Recently, I had to change how I train in the martial arts, as well as take some time completely off, due to pretty severe arthritis in my hips and shoulders.  I had just completed a Yondan (fourth degree) belt test.  During that time, I rested.  I ate.  I gained about five pounds.  I also ran a short linear progression and put 30 pounds on my squat.  I competed in the Starting Strength Fall Classic and hit PRs on every lift.  I did not use complex programming to do this.  I just got stricter about adequate recovery.

For those of you who are starting a strength training program, and want to also start pursuing another physical discipline or sport, my best advice is: don’t.  Take your strength training seriously.  Run your linear progression into the ground.  Find out what it means to just focus on the one thing.  A linear progression doesn’t last forever, but the benefits from running it without extra complications will last a very long time.

For those of you who are already dedicated to the pursuit of another sport or physical discipline and simply can’t, or won’t, take the time completely off – run your linear progression anyway.  You will hit a wall much earlier in your training that you would otherwise.  You will not get as strong right away.  Try to minimize your effort as much as possible when you’re not under the bar.  Focus on skill work, on the subtlety of your discipline.

Gwyn Brookes squatting.

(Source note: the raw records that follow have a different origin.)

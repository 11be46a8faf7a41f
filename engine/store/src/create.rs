//! Vault Creation Model
//!
//! A bidirectional solver over three user-editable cells (collateral to
//! lock, debt to receive, and the target collateralization ratio) related
//! through the selected collateral's price:
//!
//! `toLock × priceRate  =  lockedValue  =  toReceive × targetRatio`
//!
//! Each edit is a one-shot forward recomputation pushed into the sibling
//! *input* cell by the edited cell's write handler; no derived cell depends
//! on another, so no cycle exists to detect. The ratio is the control knob:
//! editing it re-solves the receive side while the lock side stays sticky.

use tracing::debug;
use vaultsmith_common::{MathResult, Ratio};

use crate::cell::Input;
use crate::ledger::LedgerState;
use crate::math::{compute_to_lock, compute_to_receive};
use crate::types::ManagerId;

/// Price and default ratio for the selected collateral kind, each absent
/// until its ledger cell is populated
struct VaultInputData {
    price_rate: Option<Ratio>,
    default_ratio: Option<Ratio>,
}

fn vault_input_data(ledger: &LedgerState, id: &str) -> MathResult<VaultInputData> {
    let collateral_brand = ledger
        .metrics(id)
        .map(|metrics| metrics.retained_collateral.brand.clone());

    let price_rate = match &collateral_brand {
        Some(brand) => ledger
            .price(brand)
            .map(|quote| quote.price_rate())
            .transpose()?,
        None => None,
    };

    let default_ratio = ledger
        .params(id)
        .map(|params| params.liquidation_margin.clone());

    Ok(VaultInputData {
        price_rate,
        default_ratio,
    })
}

/// Input cells of the creation solver
#[derive(Debug, Default)]
pub struct CreateState {
    selected_collateral_id: Input<ManagerId>,
    value_to_lock: Input<u64>,
    value_to_receive: Input<u64>,
    collateralization_ratio: Input<Ratio>,
}

impl CreateState {
    /// Writes the lock side and re-solves the receive side, provided the
    /// price, default ratio, and target ratio are all known. With
    /// insufficient data the receive side is left untouched.
    pub(crate) fn set_value_to_lock(&mut self, ledger: &LedgerState, value: u64) -> MathResult<()> {
        self.value_to_lock.set(value);

        let Some(id) = self.selected_collateral_id.get().cloned() else {
            return Ok(());
        };
        let data = vault_input_data(ledger, &id)?;
        let ratio = self.collateralization_ratio.get().cloned();

        if let (Some(price), Some(default), Some(ratio)) =
            (data.price_rate, data.default_ratio, ratio)
        {
            let receive = compute_to_receive(&price, &ratio, value, &default)?;
            debug!(lock = value, receive, "lock edit solved receive");
            self.value_to_receive.set(receive);
        }
        Ok(())
    }

    /// Writes the receive side and re-solves the lock side, symmetrically
    pub(crate) fn set_value_to_receive(
        &mut self,
        ledger: &LedgerState,
        value: u64,
    ) -> MathResult<()> {
        self.value_to_receive.set(value);

        let Some(id) = self.selected_collateral_id.get().cloned() else {
            return Ok(());
        };
        let data = vault_input_data(ledger, &id)?;
        let ratio = self.collateralization_ratio.get().cloned();

        if let (Some(price), Some(default), Some(ratio)) =
            (data.price_rate, data.default_ratio, ratio)
        {
            let lock = compute_to_lock(&price, &ratio, value, &default)?;
            debug!(receive = value, lock, "receive edit solved lock");
            self.value_to_lock.set(lock);
        }
        Ok(())
    }

    /// Writes the target ratio and re-solves the receive side from the
    /// sticky lock side. A zero lock amount has nothing to solve from.
    pub(crate) fn set_collateralization_ratio(
        &mut self,
        ledger: &LedgerState,
        ratio: Ratio,
    ) -> MathResult<()> {
        self.collateralization_ratio.set(ratio.clone());

        let (Some(lock), Some(id)) = (
            self.value_to_lock.get().copied().filter(|v| *v > 0),
            self.selected_collateral_id.get().cloned(),
        ) else {
            return Ok(());
        };
        let data = vault_input_data(ledger, &id)?;

        if let (Some(price), Some(default)) = (data.price_rate, data.default_ratio) {
            let receive = compute_to_receive(&price, &ratio, lock, &default)?;
            self.value_to_receive.set(receive);
        }
        Ok(())
    }

    /// Selects a collateral kind and seeds the solver: ratio from the
    /// kind's default, receive from the protocol's minimum initial debt,
    /// lock solved from those two. Any cell whose seed is unavailable is
    /// cleared to absent rather than left stale. Passing `None` deselects
    /// and clears everything.
    pub(crate) fn select_collateral_kind(
        &mut self,
        ledger: &LedgerState,
        id: Option<ManagerId>,
    ) -> MathResult<()> {
        let Some(id) = id else {
            self.selected_collateral_id.clear();
            self.value_to_receive.clear();
            self.value_to_lock.clear();
            self.collateralization_ratio.clear();
            return Ok(());
        };

        debug!(manager = %id, "collateral kind selected");
        self.selected_collateral_id.set(id.clone());
        let data = vault_input_data(ledger, &id)?;

        match &data.default_ratio {
            Some(default) => self.collateralization_ratio.set(default.clone()),
            None => self.collateralization_ratio.clear(),
        }

        let min_initial_debt = ledger
            .factory_params()
            .map(|params| params.min_initial_debt.clone());
        match &min_initial_debt {
            Some(min) => self.value_to_receive.set(min.value),
            None => self.value_to_receive.clear(),
        }

        if let (Some(default), Some(price), Some(min)) =
            (data.default_ratio, data.price_rate, min_initial_debt)
        {
            let lock = compute_to_lock(&price, &default, min.value, &default)?;
            self.value_to_lock.set(lock);
        } else {
            self.value_to_lock.clear();
        }
        Ok(())
    }

    pub fn selected_collateral_id(&self) -> Option<&ManagerId> {
        self.selected_collateral_id.get()
    }

    pub fn value_to_lock(&self) -> Option<u64> {
        self.value_to_lock.get().copied()
    }

    pub fn value_to_receive(&self) -> Option<u64> {
        self.value_to_receive.get().copied()
    }

    pub fn collateralization_ratio(&self) -> Option<&Ratio> {
        self.collateralization_ratio.get()
    }
}
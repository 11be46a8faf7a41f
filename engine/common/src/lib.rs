//! Vaultsmith Common Library
//!
//! Shared arithmetic substrate for the Vaultsmith position engine: branded
//! amounts, exact rational rates, interest-accrual scaling, and the typed
//! errors their preconditions fail with.
//!
//! Everything here is pure and total over valid inputs. The only failure
//! modes are caller precondition violations (mixed brands, zero
//! denominators, negative results), which are programming errors and
//! surface as [`MathError`], never as silent clamping.
//!
//! This crate is `no_std` compatible when built without the default `std`
//! feature enabled.

#![cfg_attr(not(feature = "std"), no_std)]

#[cfg(not(feature = "std"))]
extern crate alloc;

// Re-export String for submodules based on feature
#[cfg(not(feature = "std"))]
pub use alloc::string::String;
#[cfg(feature = "std")]
pub use std::string::String;

pub mod amount;
pub mod errors;
pub mod interest;
pub mod ratio;

// Re-exports for convenience
pub use amount::{Amount, Brand};
pub use errors::{MathError, MathResult};
pub use interest::calculate_current_debt;
pub use ratio::{
    ceil_divide, ceil_multiply, invert_ratio, multiply_ratios, ratio_equal, ratio_gte, Ratio,
    PERCENT_BASIS,
};
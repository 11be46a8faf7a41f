//! Vault Adjustment Model
//!
//! Derives the current financial state of a selected vault (accrued debt,
//! locked collateral value, collateralization ratio) and projects the state
//! after a proposed delta: deposit or withdraw collateral, borrow or repay
//! debt. Nothing here mutates the ledger snapshot; projections are freshly
//! constructed values.

use borsh::{BorshDeserialize, BorshSerialize};
use serde::{Deserialize, Serialize};
use tracing::debug;
use vaultsmith_common::{calculate_current_debt, ceil_multiply, Amount, MathResult, Ratio};

use crate::cell::Input;
use crate::constants::debt::ZERO_DEBT_FLOOR;
use crate::ledger::LedgerState;
use crate::math::{debt_after_delta, locked_after_delta};
use crate::types::{ManagerMetrics, ManagerParams, OfferId, PriceQuote, VaultKey, VaultState};

/// Collateral side of a proposed adjustment
#[derive(
    Debug, Clone, Copy, PartialEq, Eq, Default, Serialize, Deserialize, BorshSerialize, BorshDeserialize,
)]
pub enum CollateralAction {
    /// Leave collateral unchanged
    #[default]
    None,
    /// Add collateral from the user's purse
    Deposit,
    /// Return collateral to the user's purse
    Withdraw,
}

/// Debt side of a proposed adjustment
#[derive(
    Debug, Clone, Copy, PartialEq, Eq, Default, Serialize, Deserialize, BorshSerialize, BorshDeserialize,
)]
pub enum DebtAction {
    /// Leave debt unchanged
    #[default]
    None,
    /// Pay down debt from the user's purse
    Repay,
    /// Draw more debt against the vault
    Borrow,
}

/// User-editable input cells of the adjustment graph
#[derive(Debug, Default)]
pub struct AdjustState {
    vault_key: Input<VaultKey>,
    collateral_action: CollateralAction,
    debt_action: DebtAction,
    collateral_delta: Input<u64>,
    debt_delta: Input<u64>,
}

impl AdjustState {
    pub(crate) fn select_vault(&mut self, key: VaultKey) {
        debug!(manager = %key.manager_id, index = key.index_within_manager, "vault selected");
        self.vault_key.set(key);
    }

    pub(crate) fn clear_vault_selection(&mut self) {
        self.vault_key.clear();
    }

    /// Choosing an action discards the delta entered for that axis:
    /// a magnitude typed for "deposit" must not silently become a withdraw.
    pub(crate) fn set_collateral_action(&mut self, action: CollateralAction) {
        self.collateral_delta.clear();
        self.collateral_action = action;
    }

    pub(crate) fn set_debt_action(&mut self, action: DebtAction) {
        self.debt_delta.clear();
        self.debt_action = action;
    }

    pub(crate) fn set_collateral_delta(&mut self, value: u64) {
        self.collateral_delta.set(value);
    }

    pub(crate) fn set_debt_delta(&mut self, value: u64) {
        self.debt_delta.set(value);
    }

    pub fn vault_key(&self) -> Option<&VaultKey> {
        self.vault_key.get()
    }

    pub fn collateral_action(&self) -> CollateralAction {
        self.collateral_action
    }

    pub fn debt_action(&self) -> DebtAction {
        self.debt_action
    }

    pub fn collateral_delta(&self) -> Option<u64> {
        self.collateral_delta.get().copied()
    }

    pub fn debt_delta(&self) -> Option<u64> {
        self.debt_delta.get().copied()
    }
}

/// Current state of the selected vault, derived from ledger cells.
///
/// `collateralization_ratio` is formed against `max(total_debt, 1)`; when
/// `total_debt` is zero the number is nominal and consumers must render it
/// as "no debt", never as a finite risk figure.
#[derive(Debug, Clone, PartialEq, Eq)]
pub struct VaultToAdjust {
    /// Market value of the locked collateral, rounded up
    pub total_locked_value: Amount,
    /// Debt including interest accrued since the vault's snapshot
    pub total_debt: Amount,
    /// Quote the valuation was taken at
    pub collateral_price: PriceQuote,
    /// Locked collateral
    pub locked: Amount,
    /// Position of the vault within its manager
    pub index_within_manager: u64,
    /// Governed parameters of the vault's manager
    pub params: ManagerParams,
    /// Live metrics of the vault's manager
    pub metrics: ManagerMetrics,
    /// Current collateralization (see type-level note on zero debt)
    pub collateralization_ratio: Ratio,
    /// Offer that created the vault
    pub created_by_offer_id: OfferId,
    /// Lifecycle state; only `Active` vaults accept adjustments
    pub vault_state: VaultState,
}

/// Projected state after the proposed adjustment
#[derive(Debug, Clone, PartialEq, Eq)]
pub struct VaultAfterAdjustment {
    /// Debt after the delta, loan fee included when borrowing
    pub new_debt: Amount,
    /// Locked collateral after the delta
    pub new_locked: Amount,
    /// Collateralization after the delta, zero debt floored as before
    pub new_collateralization_ratio: Ratio,
}

fn floor_zero_debt(debt: &Amount) -> MathResult<Amount> {
    debt.max(&Amount::new(debt.brand.clone(), ZERO_DEBT_FLOOR))
}

/// Assembles the current-vault view, or `None` while any upstream cell
/// (vault, manager, price, params, metrics) is still absent.
pub(crate) fn derive_vault_to_adjust(
    ledger: &LedgerState,
    key: Option<&VaultKey>,
) -> MathResult<Option<VaultToAdjust>> {
    let Some(key) = key else { return Ok(None) };
    let Some(vault) = ledger.vault(key) else {
        return Ok(None);
    };
    let Some(manager) = ledger.manager(&vault.manager_id) else {
        return Ok(None);
    };
    let Some(price) = ledger.price(&vault.locked.brand) else {
        return Ok(None);
    };
    let Some(params) = ledger.params(&vault.manager_id) else {
        return Ok(None);
    };
    let Some(metrics) = ledger.metrics(&vault.manager_id) else {
        return Ok(None);
    };

    let total_locked_value = ceil_multiply(&vault.locked, &price.price_rate()?)?;
    let total_debt = calculate_current_debt(
        &vault.debt_snapshot.debt,
        &vault.debt_snapshot.interest,
        &manager.compounded_interest,
    )?;
    let collateralization_ratio =
        Ratio::from_amounts(total_locked_value.clone(), floor_zero_debt(&total_debt)?)?;

    Ok(Some(VaultToAdjust {
        total_locked_value,
        total_debt,
        collateral_price: price.clone(),
        locked: vault.locked.clone(),
        index_within_manager: vault.index_within_manager,
        params: params.clone(),
        metrics: metrics.clone(),
        collateralization_ratio,
        created_by_offer_id: vault.created_by_offer_id.clone(),
        vault_state: vault.vault_state,
    }))
}

/// Projects the vault past the proposed deltas
pub(crate) fn derive_vault_after_adjustment(
    vault: &VaultToAdjust,
    collateral_action: CollateralAction,
    debt_action: DebtAction,
    collateral_delta: Option<u64>,
    debt_delta: Option<u64>,
) -> MathResult<VaultAfterAdjustment> {
    let debt_delta = debt_delta.map(|value| Amount::new(vault.total_debt.brand.clone(), value));
    let collateral_delta =
        collateral_delta.map(|value| Amount::new(vault.locked.brand.clone(), value));

    let new_debt = debt_after_delta(
        debt_action,
        &vault.params.loan_fee,
        &vault.total_debt,
        debt_delta.as_ref(),
    )?;
    let new_locked =
        locked_after_delta(collateral_action, &vault.locked, collateral_delta.as_ref())?;

    let new_locked_value = ceil_multiply(&new_locked, &vault.collateral_price.price_rate()?)?;
    let new_collateralization_ratio =
        Ratio::from_amounts(new_locked_value, floor_zero_debt(&new_debt)?)?;

    Ok(VaultAfterAdjustment {
        new_debt,
        new_locked,
        new_collateralization_ratio,
    })
}
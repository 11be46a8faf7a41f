//! Ledger-Facing Records
//!
//! Shapes of the data the external ingestion layer writes into the store:
//! vault snapshots, per-manager protocol parameters and metrics, price
//! quotes, and the protocol-wide factory parameters. All of them are
//! read-only to the engine and replaced wholesale on each external update;
//! the engine never partially mutates a ledger record.

use borsh::{BorshDeserialize, BorshSerialize};
use serde::{Deserialize, Serialize};
use vaultsmith_common::{Amount, MathResult, Ratio};

/// Identifier of a collateral manager, e.g. `"manager0"`
pub type ManagerId = String;

/// Identifier of the wallet offer that created a vault
pub type OfferId = String;

/// Lifecycle state of a vault as reported by the ledger
#[derive(
    Debug, Clone, Copy, PartialEq, Eq, Default, Serialize, Deserialize, BorshSerialize, BorshDeserialize,
)]
pub enum VaultState {
    /// Vault is open and can be adjusted
    #[default]
    Active,
    /// Vault is being liquidated
    Liquidating,
    /// Vault was liquidated
    Liquidated,
    /// Vault was closed by its owner
    Closed,
    /// Vault is being transferred to another owner
    Transfer,
}

impl VaultState {
    /// Only active vaults accept adjustments
    pub fn is_active(&self) -> bool {
        *self == VaultState::Active
    }
}

/// A vault's debt as of its last write: the amount plus the manager-wide
/// compounded interest coefficient current at that moment. Scaling the
/// amount by the coefficient's movement since yields the present debt.
#[derive(Debug, Clone, PartialEq, Eq, Serialize, Deserialize, BorshSerialize, BorshDeserialize)]
pub struct DebtSnapshot {
    /// Debt amount at snapshot time
    pub debt: Amount,
    /// Compounded interest coefficient at snapshot time
    pub interest: Ratio,
}

/// One vault as reported by the ledger
#[derive(Debug, Clone, PartialEq, Eq, Serialize, Deserialize, BorshSerialize, BorshDeserialize)]
pub struct VaultSnapshot {
    /// Collateral locked in the vault
    pub locked: Amount,
    /// Debt with its interest snapshot
    pub debt_snapshot: DebtSnapshot,
    /// Manager this vault belongs to
    pub manager_id: ManagerId,
    /// Offer that created the vault
    pub created_by_offer_id: OfferId,
    /// Position of this vault within its manager
    pub index_within_manager: u64,
    /// Lifecycle state
    pub vault_state: VaultState,
}

/// Manager-wide state the engine reads
#[derive(Debug, Clone, PartialEq, Eq, Serialize, Deserialize, BorshSerialize, BorshDeserialize)]
pub struct Manager {
    /// Cumulative interest coefficient, current as of the latest update
    pub compounded_interest: Ratio,
}

/// Governed parameters for one collateral type
#[derive(Debug, Clone, PartialEq, Eq, Serialize, Deserialize, BorshSerialize, BorshDeserialize)]
pub struct ManagerParams {
    /// Collateralization ratio below which a vault may be liquidated
    pub liquidation_margin: Ratio,
    /// Minimum collateralization required of adjustments
    pub inferred_minimum_collateralization: Ratio,
    /// Annual interest rate charged on debt
    pub interest_rate: Ratio,
    /// Fee charged on newly borrowed debt
    pub loan_fee: Ratio,
    /// Protocol-wide cap on this manager's total outstanding debt
    pub debt_limit: Amount,
}

/// Live metrics for one collateral type
#[derive(Debug, Clone, PartialEq, Eq, Serialize, Deserialize, BorshSerialize, BorshDeserialize)]
pub struct ManagerMetrics {
    /// Total debt outstanding across the manager's vaults
    pub total_debt: Amount,
    /// Total collateral locked across the manager's vaults
    pub total_collateral: Amount,
    /// Collateral retained by the protocol from liquidations
    pub retained_collateral: Amount,
}

/// Protocol-wide vault-factory parameters
#[derive(Debug, Clone, PartialEq, Eq, Serialize, Deserialize, BorshSerialize, BorshDeserialize)]
pub struct FactoryParams {
    /// Minimum debt a newly created vault must draw
    pub min_initial_debt: Amount,
}

/// A price observation: `amount_in` of collateral trades for `amount_out`
/// of the quote asset.
#[derive(Debug, Clone, PartialEq, Eq, Serialize, Deserialize, BorshSerialize, BorshDeserialize)]
pub struct PriceQuote {
    /// Collateral side of the quote
    pub amount_in: Amount,
    /// Value side of the quote
    pub amount_out: Amount,
}

impl PriceQuote {
    /// The quote as a collateral → value rate.
    ///
    /// Fails with `ZeroDenominator` on a malformed quote whose input side
    /// is zero.
    pub fn price_rate(&self) -> MathResult<Ratio> {
        Ratio::from_amounts(self.amount_out.clone(), self.amount_in.clone())
    }
}

/// Identifies one vault: its manager plus its index within that manager
#[derive(
    Debug, Clone, PartialEq, Eq, PartialOrd, Ord, Hash, Serialize, Deserialize, BorshSerialize, BorshDeserialize,
)]
pub struct VaultKey {
    /// Manager the vault belongs to
    pub manager_id: ManagerId,
    /// Position of the vault within its manager
    pub index_within_manager: u64,
}

impl VaultKey {
    /// Builds the key for `index_within_manager` under `manager_id`
    pub fn new(manager_id: impl Into<ManagerId>, index_within_manager: u64) -> Self {
        Self {
            manager_id: manager_id.into(),
            index_within_manager,
        }
    }
}
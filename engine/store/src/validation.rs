//! Validation Engine
//!
//! Pure derivation of user-facing error conditions from the current derived
//! state, purse balances, and protocol limits. Outcomes are data, never
//! failures: the engine always produces a well-formed error set (possibly
//! empty) even for a thoroughly invalid position. At most one error is
//! reported per axis; within an axis, later rules overwrite earlier ones,
//! so the most specific condition wins.

use serde::{Deserialize, Serialize};
use vaultsmith_common::{ratio_gte, Amount, MathError, MathResult};

use crate::adjust::{CollateralAction, DebtAction, VaultAfterAdjustment, VaultToAdjust};
use crate::create::CreateState;
use crate::ledger::LedgerState;

/// Debt-axis error codes for an adjustment
#[derive(Debug, Clone, Copy, PartialEq, Eq, Serialize, Deserialize)]
pub enum DebtError {
    /// Borrowing would push the ratio below the manager's minimum
    BelowMinimumRatio,
    /// Repay purse is missing or holds less than the repay delta
    InsufficientFunds,
    /// Repay delta exceeds the outstanding debt
    RepayExceedsDebt,
    /// Requested increase exceeds the manager's remaining debt headroom
    ExceedsDebtCeiling,
}

/// Collateral-axis error codes for an adjustment
#[derive(Debug, Clone, Copy, PartialEq, Eq, Serialize, Deserialize)]
pub enum CollateralError {
    /// Withdrawing would push the ratio below the manager's minimum
    BelowMinimumRatio,
    /// Deposit purse is missing or holds less than the deposit delta
    InsufficientFunds,
    /// Withdraw delta exceeds the locked collateral
    WithdrawExceedsLocked,
}

/// Ratio-axis error codes for creation
#[derive(Debug, Clone, Copy, PartialEq, Eq, Serialize, Deserialize)]
pub enum RatioError {
    /// Target ratio is zero or below the collateral kind's default
    BelowMinimum,
}

/// Receive-axis error codes for creation
#[derive(Debug, Clone, Copy, PartialEq, Eq, Serialize, Deserialize)]
pub enum ReceiveError {
    /// Requested debt exceeds the manager's remaining headroom
    ExceedsAvailableDebt,
    /// Requested debt is below the protocol's minimum initial debt
    BelowMinimum,
}

/// Lock-axis error codes for creation
#[derive(Debug, Clone, Copy, PartialEq, Eq, Serialize, Deserialize)]
pub enum LockError {
    /// No wallet is connected to draw collateral from
    NoBalanceSource,
    /// Collateral purse is missing or holds less than the lock amount
    InsufficientFunds,
}

/// Error set of the adjustment graph; empty means committable
#[derive(Debug, Clone, Default, PartialEq, Eq, Serialize, Deserialize)]
pub struct AdjustVaultErrors {
    /// At most one collateral-axis error
    pub collateral_error: Option<CollateralError>,
    /// At most one debt-axis error
    pub debt_error: Option<DebtError>,
}

impl AdjustVaultErrors {
    /// True when no axis reports an error
    pub fn is_empty(&self) -> bool {
        self.collateral_error.is_none() && self.debt_error.is_none()
    }
}

/// Error set of the creation solver; empty means committable
#[derive(Debug, Clone, Default, PartialEq, Eq, Serialize, Deserialize)]
pub struct VaultCreationErrors {
    /// At most one lock-axis error
    pub to_lock_error: Option<LockError>,
    /// At most one receive-axis error
    pub to_receive_error: Option<ReceiveError>,
    /// At most one ratio-axis error
    pub collateralization_ratio_error: Option<RatioError>,
}

impl VaultCreationErrors {
    /// True when no axis reports an error
    pub fn is_empty(&self) -> bool {
        self.to_lock_error.is_none()
            && self.to_receive_error.is_none()
            && self.collateralization_ratio_error.is_none()
    }
}

/// Remaining debt headroom under a manager's limit. Metrics already past
/// the limit mean zero headroom, not an aborted derivation.
fn debt_headroom(limit: &Amount, outstanding: &Amount) -> MathResult<Amount> {
    match limit.subtract(outstanding) {
        Ok(headroom) => Ok(headroom),
        Err(MathError::NegativeResult { .. }) => Ok(Amount::zero(limit.brand.clone())),
        Err(err) => Err(err),
    }
}

/// Derives the adjustment error set
pub(crate) fn derive_adjust_errors(
    ledger: &LedgerState,
    vault: &VaultToAdjust,
    after: &VaultAfterAdjustment,
    collateral_action: CollateralAction,
    debt_action: DebtAction,
    collateral_delta: Option<u64>,
    debt_delta: Option<u64>,
) -> MathResult<AdjustVaultErrors> {
    let mut debt_error = None;
    let mut collateral_error = None;

    // With zero projected debt the ratio is nominal (floored denominator),
    // so the minimum-ratio rule is vacuous: a debt-free position has no
    // risk to measure.
    let ratio_defined = !after.new_debt.is_zero();
    if ratio_defined
        && !ratio_gte(
            &after.new_collateralization_ratio,
            &vault.params.inferred_minimum_collateralization,
        )?
    {
        if debt_action == DebtAction::Borrow {
            debt_error = Some(DebtError::BelowMinimumRatio);
        }
        if collateral_action == CollateralAction::Withdraw {
            collateral_error = Some(CollateralError::BelowMinimumRatio);
        }
    }

    let debt_delta = debt_delta
        .filter(|value| *value > 0)
        .map(|value| Amount::new(vault.total_debt.brand.clone(), value));
    let collateral_delta = collateral_delta
        .filter(|value| *value > 0)
        .map(|value| Amount::new(vault.locked.brand.clone(), value));

    if debt_action == DebtAction::Repay {
        if let Some(delta) = &debt_delta {
            let covered = match ledger.purse_balance(&delta.brand) {
                Some(balance) => balance.is_gte(delta)?,
                None => false,
            };
            if !covered {
                debt_error = Some(DebtError::InsufficientFunds);
            }
            if !vault.total_debt.is_gte(delta)? {
                debt_error = Some(DebtError::RepayExceedsDebt);
            }
        }
    }

    if collateral_action == CollateralAction::Deposit {
        if let Some(delta) = &collateral_delta {
            let covered = match ledger.purse_balance(&delta.brand) {
                Some(balance) => balance.is_gte(delta)?,
                None => false,
            };
            if !covered {
                collateral_error = Some(CollateralError::InsufficientFunds);
            }
        }
    }

    if collateral_action == CollateralAction::Withdraw {
        if let Some(delta) = &collateral_delta {
            if !vault.locked.is_gte(delta)? {
                collateral_error = Some(CollateralError::WithdrawExceedsLocked);
            }
        }
    }

    if debt_action == DebtAction::Borrow {
        let available = debt_headroom(&vault.params.debt_limit, &vault.metrics.total_debt)?;
        let requested = after.new_debt.subtract(&vault.total_debt)?;
        if !available.is_gte(&requested)? {
            debt_error = Some(DebtError::ExceedsDebtCeiling);
        }
    }

    Ok(AdjustVaultErrors {
        collateral_error,
        debt_error,
    })
}

/// Derives the creation error set
pub(crate) fn derive_creation_errors(
    ledger: &LedgerState,
    create: &CreateState,
) -> MathResult<VaultCreationErrors> {
    let mut to_lock_error = None;
    let mut to_receive_error = None;
    let mut collateralization_ratio_error = None;

    let selected = create.selected_collateral_id();
    let value_to_receive = create.value_to_receive();
    let value_to_lock = create.value_to_lock();

    let selected_params = selected.and_then(|id| ledger.params(id));
    if let (Some(params), Some(ratio)) = (selected_params, create.collateralization_ratio()) {
        let default_ratio = &params.liquidation_margin;
        if ratio.numerator_is_zero() || !ratio_gte(ratio, default_ratio)? {
            collateralization_ratio_error = Some(RatioError::BelowMinimum);
        }
    }

    let selected_metrics = selected.and_then(|id| ledger.metrics(id));
    if let (Some(metrics), Some(params), Some(receive)) = (
        selected_metrics,
        selected_params,
        value_to_receive.filter(|value| *value > 0),
    ) {
        let available = debt_headroom(&params.debt_limit, &metrics.total_debt)?;
        if available.value < receive {
            to_receive_error = Some(ReceiveError::ExceedsAvailableDebt);
        }
    }

    let min_initial_debt = ledger
        .factory_params()
        .map(|params| params.min_initial_debt.value)
        .unwrap_or(0);
    if selected.is_some()
        && min_initial_debt > 0
        && value_to_receive.map_or(true, |value| value < min_initial_debt)
    {
        to_receive_error = Some(ReceiveError::BelowMinimum);
    }

    if let Some(metrics) = selected_metrics {
        if !ledger.purses_connected() {
            to_lock_error = Some(LockError::NoBalanceSource);
        } else {
            let needed = value_to_lock.unwrap_or(0);
            let covered = ledger
                .purse_balance(&metrics.total_collateral.brand)
                .map_or(false, |balance| balance.value >= needed);
            if !covered {
                to_lock_error = Some(LockError::InsufficientFunds);
            }
        }
    }

    Ok(VaultCreationErrors {
        to_lock_error,
        to_receive_error,
        collateralization_ratio_error,
    })
}

/// An adjustment is committable when nothing errors, the vault is active,
/// and at least one axis actually changes.
pub(crate) fn adjustment_ready(
    vault: &VaultToAdjust,
    errors: &AdjustVaultErrors,
    collateral_delta: Option<u64>,
    debt_delta: Option<u64>,
) -> bool {
    let has_delta = collateral_delta.is_some_and(|value| value > 0)
        || debt_delta.is_some_and(|value| value > 0);
    errors.is_empty() && vault.vault_state.is_active() && has_delta
}

/// A creation is committable when nothing errors and the whole
/// lock/receive/ratio triple is solved.
pub(crate) fn creation_ready(create: &CreateState, errors: &VaultCreationErrors) -> bool {
    errors.is_empty()
        && create.selected_collateral_id().is_some()
        && create.value_to_lock().is_some()
        && create.value_to_receive().is_some()
        && create.collateralization_ratio().is_some()
}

Photo courtesy of Tom Campitelli.

Photo courtesy of Tom Campitelli.

Cycle your training.  Build in time where you structure your training around strength gains for six months.  Make your strength training event-driven and sign up for a meet so you have a concrete reason to focus solely on that for several months.  Then spend another six months “in season” driving up your sport-specific conditioning and practicing your art or sport.

There is no “novice window,” which, once missed, precludes you from gains for the remainder of your training. If you didn’t run your first linear progression optimally, learn from your mistakes. The opportunity to focus on the acquisition of strength will not evaporate because you screwed up the first time you ran a linear progression. Do it again and do it better.

And remember, strength acquisition is a long game.  Play the long game.